Flash attention as well as the block-sparse kernel for attention require the model to be trained on fp16 / bf16. Is there a reason why bfloat16 might not work for your use-case ?
Hi,
Getting the same error, even with bf16 = True in training arg
Not sure if it's the correct fix. Here is how I make it work
https://huggingface.co/microsoft/Phi-3-small-8k-instruct/blob/f5527db8a43fc9a4bf17c5b754251e1efe1d4ad3/positional_embedding.py#L269
update the dtype of the q and k after the rotary mapping:
return (
apply_rotary_pos_emb(
q, cos_cached[seqlen_offset:seq_len], sin_cached[seqlen_offset:seq_len], seq_dimension=seq_dimension
).to(q.dtype),
apply_rotary_pos_emb(
k, cos_cached[seqlen_offset:seq_len], sin_cached[seqlen_offset:seq_len], seq_dimension=seq_dimension
).to(q.dtype),
)
Thx for the answer.
Happens when device_map = "auto" (or anything that is not None). Might be a problem related with flash attention and multi gpus training. If you have a fix, do not hesitate.
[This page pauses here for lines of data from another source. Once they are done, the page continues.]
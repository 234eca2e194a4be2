// SPDX-License-Identifier: MIT

//! Security headers middleware.

use axum::{extract::Request, http::HeaderValue, middleware::Next, response::Response};

/// Add security headers to all responses.
pub async fn add_security_headers(req: Request, next: Next) -> Response {
    let mut response = next.run(req).await;
    let headers = response.headers_mut();

    headers.insert(
        "X-Content-Type-Options",
        HeaderValue::from_static("nosniff"),
    );
    headers.insert("X-Frame-Options", HeaderValue::from_static("DENY"));
    headers.insert(
        "Strict-Transport-Security",
        HeaderValue::from_static("max-age=31536000; includeSubDomains"),
    );
    headers.insert(
        "Content-Security-Policy",
        HeaderValue::from_static("default-src 'none'; frame-ancestors 'none'"),
    );
    headers.insert(
        "Referrer-Policy",
        HeaderValue::from_static("no-referrer"),
    );
    headers.insert(
        "Permissions-Policy",
        HeaderValue::from_static("accelerometer=(), camera=(), geolocation=(), gyroscope=(), magnetometer=(), microphone=(), payment=(), usb=()"),
    );

    response
}

#[cfg(test)]
mod tests {
    use super::*;
    use axum::body::Body;
    use axum::{routing::get, Router};
    use tower::ServiceExt; // for oneshot

    #[tokio::test]
    async fn test_security_headers() {
        let app = Router::new()
            .route("/", get(|| async { "Hello" }))
            .layer(axum::middleware::from_fn(add_security_headers));

        let response = app
            .oneshot(Request::builder().uri("/").body(Body::empty()).unwrap())
            .await
            .unwrap();

        let headers = response.headers();

        assert_eq!(headers.get("X-Content-Type-Options").unwrap(), "nosniff");
        assert_eq!(headers.get("X-Frame-Options").unwrap(), "DENY");
        assert_eq!(
            headers.get("Strict-Transport-Security").unwrap(),
            "max-age=31536000; includeSubDomains"
        );
        assert_eq!(
            headers.get("Content-Security-Policy").unwrap(),
            "default-src 'none'; frame-ancestors 'none'"
        );
        assert_eq!(headers.get("Referrer-Policy").unwrap(), "no-referrer");
        assert!(headers.contains_key("Permissions-Policy"));
    }
}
I will be doing another batch of training over the weekend, will try out @ecocytus11 solution. Thanks!
Facing the same issue, with 8k and 128k small model
@santyzenith
The solution suggested above seem to work. will update in the code.
https://huggingface.co/microsoft/Phi-3-small-8k-instruct/discussions/11#6659a17e8b11da966e8e510c
I'm still running into the same error in microsoft/Phi-3.5-MoE-instruct. Do you if that model is subject to the same type casting issue?